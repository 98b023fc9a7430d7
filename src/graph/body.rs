//! Method bodies as seen by the linker.
//!
//! The linker never interprets instructions. A body is reduced to the symbols it touches
//! ([`BodyReference`]), each with the IL offset of the referencing instruction so diagnostics
//! can be mapped back to source through [`SequencePoint`]s. A reference may be *guarded* by a
//! constant condition (a feature switch property or field); when that condition becomes a
//! known constant, the branch that can never execute is dropped by
//! [`crate::linker::steps::RemoveUnreachableBlocksStep`].

use strum::{Display, EnumString};

use crate::graph::SymbolRef;

/// How an instruction refers to its operand.
#[derive(Debug, Clone, Copy, PartialEq, Eq, Hash, Display, EnumString)]
#[strum(serialize_all = "lowercase", ascii_case_insensitive)]
pub enum BodyReferenceKind {
    /// `call` / `callvirt` / `ldftn` of a method.
    Call,
    /// `newobj` of a constructor; instantiates the declaring type.
    NewObject,
    /// `ldfld` / `stfld` / `ldsfld` / ... of a field.
    Field,
    /// `ldtoken` / `castclass` / `box` / ... of a type.
    Type,
}

/// A constant condition controlling whether a body reference is reachable.
#[derive(Debug, Clone, PartialEq, Eq)]
pub struct BranchGuard {
    /// The method (returning a boolean) or field the branch tests.
    pub condition: SymbolRef,
    /// The value of the condition for which the guarded reference executes.
    pub taken_when: bool,
}

/// A symbol referenced from a method body.
#[derive(Debug, Clone, PartialEq, Eq)]
pub struct BodyReference {
    /// The operand kind.
    pub kind: BodyReferenceKind,
    /// The referenced symbol.
    pub target: SymbolRef,
    /// IL offset of the referencing instruction.
    pub il_offset: u32,
    /// Optional constant guard around the instruction.
    pub guard: Option<BranchGuard>,
}

impl BodyReference {
    /// Creates an unguarded reference at offset 0.
    pub fn new(kind: BodyReferenceKind, target: SymbolRef) -> Self {
        BodyReference {
            kind,
            target,
            il_offset: 0,
            guard: None,
        }
    }

    /// Sets the IL offset of the referencing instruction.
    #[must_use]
    pub fn at(mut self, il_offset: u32) -> Self {
        self.il_offset = il_offset;
        self
    }

    /// Guards the reference behind a constant condition.
    #[must_use]
    pub fn guarded_by(mut self, condition: SymbolRef, taken_when: bool) -> Self {
        self.guard = Some(BranchGuard {
            condition,
            taken_when,
        });
        self
    }
}

/// What the body currently does.
#[derive(Debug, Clone, PartialEq, Eq, Default)]
pub enum BodyKind {
    /// The original IL.
    #[default]
    Il,
    /// A substituted body returning a constant (or nothing / default when `None`).
    Stub(Option<String>),
    /// A body that only throws (removed or unreachable code).
    Throw,
}

/// The linker view of a method body.
#[derive(Debug, Clone, PartialEq, Eq, Default)]
pub struct MethodBody {
    /// The body kind.
    pub kind: BodyKind,
    /// Symbols referenced by the body, in IL order.
    pub references: Vec<BodyReference>,
    /// Whether locals are zero-initialized (`.locals init`).
    pub init_locals: bool,
}

impl MethodBody {
    /// Creates an empty IL body with `init_locals` set, as compilers emit by default.
    #[must_use]
    pub fn new() -> Self {
        MethodBody {
            kind: BodyKind::Il,
            references: Vec::new(),
            init_locals: true,
        }
    }

    /// Appends a reference.
    pub fn push(&mut self, reference: BodyReference) -> &mut Self {
        self.references.push(reference);
        self
    }

    /// Appends a call to `target`.
    pub fn call(&mut self, target: SymbolRef) -> &mut Self {
        self.push(BodyReference::new(BodyReferenceKind::Call, target))
    }

    /// Appends a `newobj` of constructor `target`.
    pub fn new_object(&mut self, target: SymbolRef) -> &mut Self {
        self.push(BodyReference::new(BodyReferenceKind::NewObject, target))
    }

    /// Appends a field access.
    pub fn field(&mut self, target: SymbolRef) -> &mut Self {
        self.push(BodyReference::new(BodyReferenceKind::Field, target))
    }

    /// Appends a type token.
    pub fn type_token(&mut self, target: SymbolRef) -> &mut Self {
        self.push(BodyReference::new(BodyReferenceKind::Type, target))
    }

    /// Replaces the body with a stub; the original references are gone.
    pub fn stub(&mut self, value: Option<String>) {
        self.kind = BodyKind::Stub(value);
        self.references.clear();
    }

    /// Replaces the body with a throwing stub; the original references are gone.
    pub fn throw(&mut self) {
        self.kind = BodyKind::Throw;
        self.references.clear();
    }
}

/// Maps an IL offset to a source location.
#[derive(Debug, Clone, PartialEq, Eq)]
pub struct SequencePoint {
    /// Offset in the method's IL stream.
    pub il_offset: u32,
    /// Source document path or URL.
    pub document: String,
    /// Starting line in the source file.
    pub start_line: u32,
    /// Starting column in the source file.
    pub start_column: u32,
}

/// Debug information of a method.
#[derive(Debug, Clone, PartialEq, Eq, Default)]
pub struct MethodDebugInformation {
    /// Sequence points ordered by IL offset.
    pub sequence_points: Vec<SequencePoint>,
}

impl MethodDebugInformation {
    /// Returns the sequence point covering `il_offset`: the last one at or before it.
    #[must_use]
    pub fn find_by_il_offset(&self, il_offset: u32) -> Option<&SequencePoint> {
        self.sequence_points
            .iter()
            .filter(|sp| sp.il_offset <= il_offset)
            .max_by_key(|sp| sp.il_offset)
    }
}

#[cfg(test)]
mod tests {
    use super::*;

    fn point(il_offset: u32, line: u32) -> SequencePoint {
        SequencePoint {
            il_offset,
            document: "Program.cs".to_string(),
            start_line: line,
            start_column: 5,
        }
    }

    #[test]
    fn nearest_preceding_sequence_point() {
        let info = MethodDebugInformation {
            sequence_points: vec![point(0, 10), point(8, 11), point(20, 14)],
        };

        assert_eq!(info.find_by_il_offset(0).unwrap().start_line, 10);
        assert_eq!(info.find_by_il_offset(7).unwrap().start_line, 10);
        assert_eq!(info.find_by_il_offset(8).unwrap().start_line, 11);
        assert_eq!(info.find_by_il_offset(100).unwrap().start_line, 14);
    }

    #[test]
    fn no_sequence_point_before_offset() {
        let info = MethodDebugInformation {
            sequence_points: vec![point(4, 10)],
        };
        assert!(info.find_by_il_offset(2).is_none());
    }

    #[test]
    fn stub_drops_references() {
        let mut body = MethodBody::new();
        body.call(SymbolRef::new("App", "A::B"));
        body.stub(Some("true".to_string()));
        assert!(body.references.is_empty());
        assert_eq!(body.kind, BodyKind::Stub(Some("true".to_string())));
    }
}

**What is expected:** Take each line from the preceding material that contains "linker" and copy it.

**Output:**
//! Method bodies as seen by the linker.
//! The linker never interprets instructions. A body is reduced to the symbols it touches
//! [`crate::linker::steps::RemoveUnreachableBlocksStep`].
/// The linker view of a method body.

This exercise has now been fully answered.